21. The slingshot as recited in claim 19, wherein said mainframe further includes a forward frame portion extending forwardly of said hand grip to said forward end of said mainframe, said forward frame portion having a head element located at said forward end of said mainframe which pivotally mounts said flip-fork of said fork assembly about said transverse axis.

22. The slingshot as recited in claim 21, wherein said forward frame portion is connected to an upper end of said hand grip and extends in inclined forwardly and downwardly relation to said upper hand grip end so as to position said head element on a centerline through a user's arm and hand holding said mainframe.
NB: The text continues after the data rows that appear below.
use async_trait::async_trait;
use serde::{Deserialize, Serialize};

use super::http_client::HttpClientTrait;
use crate::domain::llm::MessageRole;
use crate::domain::{DomainError, FinishReason, LlmProvider, LlmRequest, LlmResponse, Message};

const DEFAULT_OPENAI_BASE_URL: &str = "https://api.openai.com";

/// OpenAI chat-completions provider
#[derive(Debug)]
pub struct OpenAiProvider<C: HttpClientTrait> {
    client: C,
    auth_header: String,
    base_url: String,
}

impl<C: HttpClientTrait> OpenAiProvider<C> {
    pub fn new(client: C, api_key: impl Into<String>) -> Self {
        Self::with_base_url(client, api_key, DEFAULT_OPENAI_BASE_URL)
    }

    pub fn with_base_url(
        client: C,
        api_key: impl Into<String>,
        base_url: impl Into<String>,
    ) -> Self {
        let auth_header = format!("Bearer {}", api_key.into());
        let base_url = base_url.into().trim_end_matches('/').to_string();

        Self {
            client,
            auth_header,
            base_url,
        }
    }

    fn chat_completions_url(&self) -> String {
        format!("{}/v1/chat/completions", self.base_url)
    }

    fn build_request(&self, model: &str, request: &LlmRequest) -> serde_json::Value {
        let messages: Vec<OpenAiMessage> = request
            .messages
            .iter()
            .map(OpenAiMessage::from_domain)
            .collect();

        let mut body = serde_json::json!({
            "model": model,
            "messages": messages,
        });

        if let Some(temperature) = request.temperature {
            body["temperature"] = serde_json::json!(temperature);
        }

        if let Some(max_tokens) = request.max_tokens {
            body["max_tokens"] = serde_json::json!(max_tokens);
        }

        if let Some(top_p) = request.top_p {
            body["top_p"] = serde_json::json!(top_p);
        }

        body
    }

    fn headers(&self) -> Vec<(&str, &str)> {
        vec![
            ("Authorization", self.auth_header.as_str()),
            ("Content-Type", "application/json"),
        ]
    }

    fn parse_response(&self, json: serde_json::Value) -> Result<LlmResponse, DomainError> {
        let response: OpenAiResponse = serde_json::from_value(json).map_err(|e| {
            DomainError::network(format!("Failed to parse provider response: {e}"))
        })?;

        let choice = response
            .choices
            .into_iter()
            .next()
            .ok_or_else(|| DomainError::network("No choices in provider response"))?;

        let finish_reason = choice
            .finish_reason
            .as_deref()
            .map(FinishReason::parse)
            .unwrap_or(FinishReason::Unknown);

        Ok(LlmResponse::new(
            choice.message.content.unwrap_or_default(),
            response.model,
            finish_reason,
        ))
    }
}

#[async_trait]
impl<C: HttpClientTrait> LlmProvider for OpenAiProvider<C> {
    async fn generate(&self, model: &str, request: LlmRequest) -> Result<LlmResponse, DomainError> {
        let url = self.chat_completions_url();
        let body = self.build_request(model, &request);
        let response = self.client.post_json(&url, self.headers(), &body).await?;

        self.parse_response(response)
    }

    fn provider_name(&self) -> &'static str {
        "openai"
    }
}

// OpenAI API types

#[derive(Debug, Serialize)]
struct OpenAiMessage {
    role: String,
    content: String,
}

impl OpenAiMessage {
    fn from_domain(message: &Message) -> Self {
        let role = match message.role {
            MessageRole::System => "system",
            MessageRole::User => "user",
            MessageRole::Assistant => "assistant",
        };

        Self {
            role: role.to_string(),
            content: message.content.clone(),
        }
    }
}

#[derive(Debug, Deserialize)]
struct OpenAiResponse {
    model: String,
    choices: Vec<OpenAiChoice>,
}

#[derive(Debug, Deserialize)]
struct OpenAiChoice {
    message: OpenAiResponseMessage,
    finish_reason: Option<String>,
}

#[derive(Debug, Deserialize)]
struct OpenAiResponseMessage {
    content: Option<String>,
}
23. A slingshot, comprising:

(a) an elongated mainframe having opposite forward and rearward ends and including a hand grip located intermediate of said forward and rearward ends for holding said mainframe by a user's hand;

(b) said mainframe further including a rearward frame portion extending rearwardly of said hand grip to said rearward end of said mainframe, said rearward frame portion being connected to a lower end of said hand grip for placement under a user's wrist and forearm when said hand grip is held by the user's hand, and a forward frame portion extending forwardly of said hand grip to said forward end of said mainframe, said forward frame portion being connected to an upper end of said hand grip and extending in inclined forwardly and downwardly relation to said upper hand grip end so as to position said forward end of said mainframe on a centerline through a user's arm and hand holding said mainframe;

(c) means located at said rearward end of said mainframe for securing said mainframe to the user's forearm adjacent to the elbow thereof;

(d) a fork assembly pivotally mounted to said forward end of said mainframe about a transverse axis and including a flip-fork pivotally movable between an upright shooting position and a lowered neutral non-shooting position and means resiliently biasing said flip-fork to normally assume its neutral non-shooting position;

(e) means for holding a projectile; and

(f) an elastic power band connected to said flip-fork and having elongated portions extending therefrom to a pair of opposite ends connected to said holding means, said flip-fork being pivotally movable against the bias of said biasing means from said normal neutral non-shooting position to said upright shooting position upon stretching of said power band to load said slingslot for shooting the projectile such that, upon being moved to said upright shooting position, said flip-fork stores energy in said biasing means in addition to that being stored in said power band as the latter are stretched to load the slingshot and, upon moving to said neutral non-shooting position, said flip-fork improves slingshot performance by assuming a location below the path of flight of said holding means and projectile so as to avoid being inadvertently struck by the projectile and said holding means as they move past said fork assembly.

24. The slingshot as recited in claim 23, wherein said fork assembly further includes a stop element mounted on said flip-fork and pivotally movable therewith, said stop element being engagable with said forward frame portion to terminate pivotal movement of said flip-fork upon reaching its upright and neutral positions.

25. The slingshot as recited in claim 24 wherein said biasing means is a spring attached between said stop element on said flip-fork and said forward frame portion.

26. The slingshot as recited in claim 24, wherein said stop element is an eccentrically-mounted cam.

27. The slingshot as recited in claim 26 wherein said biasing means is a spring attached between said cam on said flip-fork and said forward frame portion.